En 2017 irrumpió en el mercado editorial argentino la colección Lector&s, que la docente universitaria y escritora Graciela Batticuore dirige para el sello porteño Ampersand. Se trata de volúmenes encargados a reconocidas personalidades argentinas y latinoamericanas vinculadas con la escritura tanto de ficción como del ámbito de la investigación universitaria ─ámbitos no excluyentes, puesto que varias de las figuras que firman los textos se desplazan entre ambas prácticas─, quienes emprenden una labor retrospectiva para reconstruir sus trayectorias con la lectura. El volumen que firma Tamara Kamenszain (1947-2021) se titula Libros chiquitos y apareció en 2020, asumiendo la consigna con productiva singularidad, al sustraerse de la tendencia dominante a organizar los textos desde una cronología que se inicia con la reconstrucción de escenas de lectura de la infancia.

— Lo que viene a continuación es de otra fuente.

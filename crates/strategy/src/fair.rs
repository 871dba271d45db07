//! American-odds math and the no-vig probability engine.
//!
//! A book's two moneyline prices imply probabilities that sum to more
//! than 1 (the overround). `pair_fair_prob` rescales them proportionally
//! so the pair sums to exactly 1, and per-event probabilities are the
//! arithmetic mean of all qualifying book pairs.

use std::collections::BTreeMap;

use common::{BookFair, Error, Event, FairProbability, MarketDirectory, Result};
use tracing::warn;

/// Both sides quoting exactly this price is a placeholder, not a quote.
const PLACEHOLDER_PRICE: i32 = -110;

/// Sentinel returned by [`prob_to_american`] for a certainty.
const CERTAINTY_SENTINEL: i32 = -10_000;

/// Convert signed American odds to an implied probability in (0,1).
pub fn american_to_prob(odds: i32) -> Result<f64> {
    if odds == 0 {
        return Err(Error::ZeroOdds);
    }
    let p = if odds > 0 {
        100.0 / (odds as f64 + 100.0)
    } else {
        let stake = odds.abs() as f64;
        stake / (stake + 100.0)
    };
    if p <= 0.0 || p >= 1.0 {
        return Err(Error::ProbabilityRange(p));
    }
    Ok(p)
}

/// Fair probability of the first side given both sides' quoted odds.
///
/// Proportional overround removal: the complementary call with swapped
/// arguments returns exactly `1 - p`.
pub fn pair_fair_prob(odds1: i32, odds2: i32) -> Result<f64> {
    let p1 = american_to_prob(odds1)?;
    let p2 = american_to_prob(odds2)?;
    Ok(p1 / (p1 + p2))
}

/// Inverse conversion, for display only. Truncates to an integer price;
/// degenerate probabilities map to 0 (≤0) or a large negative sentinel (≥1).
pub fn prob_to_american(prob: f64) -> i32 {
    if prob <= 0.0 {
        return 0;
    }
    if prob >= 1.0 {
        return CERTAINTY_SENTINEL;
    }
    if prob > 0.5 {
        (-(prob * 100.0) / (1.0 - prob)) as i32
    } else {
        ((1.0 - prob) * 100.0 / prob) as i32
    }
}

/// Compute both sides' fair probabilities for one event.
///
/// Only books quoting both sides count; a pair where both sides are
/// exactly -110 is discarded. Returns `None` when no book qualifies —
/// the event then contributes nothing and both teams surface as missing
/// downstream.
pub fn event_fair_probabilities(
    event: &Event,
    markets: &MarketDirectory,
) -> Option<(FairProbability, FairProbability)> {
    let [side_a, side_b] = &event.sides;

    let mut books: Vec<BookFair> = Vec::new();
    for (book_id, price_a) in &side_a.books {
        let Some(price_b) = side_b.books.get(book_id) else {
            continue;
        };
        let (o1, o2) = (price_a.american_odds, price_b.american_odds);
        if o1 == PLACEHOLDER_PRICE && o2 == PLACEHOLDER_PRICE {
            continue;
        }
        let fair = match pair_fair_prob(o1, o2) {
            Ok(p) => p,
            Err(e) => {
                warn!(
                    "Skipping book {} on event {}: {}",
                    book_id, event.id, e
                );
                continue;
            }
        };
        let book = markets
            .get(book_id)
            .cloned()
            .unwrap_or_else(|| format!("Book {}", book_id));
        books.push(BookFair {
            book,
            team_odds: o1,
            opponent_odds: o2,
            fair_prob: fair,
        });
    }

    if books.is_empty() {
        return None;
    }

    let mean = books.iter().map(|b| b.fair_prob).sum::<f64>() / books.len() as f64;

    // Side B mirrors side A with odds swapped and probabilities complemented.
    let mirrored: Vec<BookFair> = books
        .iter()
        .map(|b| BookFair {
            book: b.book.clone(),
            team_odds: b.opponent_odds,
            opponent_odds: b.team_odds,
            fair_prob: 1.0 - b.fair_prob,
        })
        .collect();

    Some((
        FairProbability {
            team_id: side_a.team_id,
            mean,
            books,
        },
        FairProbability {
            team_id: side_b.team_id,
            mean: 1.0 - mean,
            books: mirrored,
        },
    ))
}

/// Fair probabilities for every team across today's events, keyed by
/// team id. Events with no qualifying book pair are absent.
pub fn compute_fair_probabilities(
    events: &BTreeMap<i64, Event>,
    markets: &MarketDirectory,
) -> BTreeMap<i64, FairProbability> {
    let mut probs = BTreeMap::new();
    for event in events.values() {
        let Some((side_a, side_b)) = event_fair_probabilities(event, markets) else {
            continue;
        };
        probs.insert(side_a.team_id, side_a);
        probs.insert(side_b.team_id, side_b);
    }
    probs
}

Sin eludir la primera persona ni las referencias a momentos vividos, Kamenszain opta por un itinerario más cercano a una suerte de antología personal, que procura organizarse por géneros ─siempre conectados con incesantes cruces─, comenzando por la poesía, aunque antes dedica el primer capítulo a asediar la noción de libros chiquitos que da título al volumen a partir de la producción contemporánea de escritoras más jóvenes. Esa idea sobre la pequeñez, que va complejizando el libro a lo largo de sus capítulos, no tiene un sentido estricto de extensión, sino que pondera un gesto ajeno a pomposidades, grandilocuencias y solemnidades, condiciones todas estas acaparadas por esa figura del vate que puede reconocerse en poetas como Octavio Paz. No se trata de negar a los popes de la literatura; en cambio, la poeta opta por labrar un itinerario que, incluso reconociendo nombres como los de Marcel Proust, Jorge Luis Borges u Oliverio Girondo, traba un vínculo estrecho entre literatura y vida en muy diversos niveles: la familia, la amistad, el exilio, el dinero. Así, lo autobiográfico se configura mediante un yo que organiza los recuerdos y las reflexiones, recortando escenas que configuran episodios donde la poeta compone una semblanza de sí, cuyos últimos retazos son momentos de libros compartidos con los nietos.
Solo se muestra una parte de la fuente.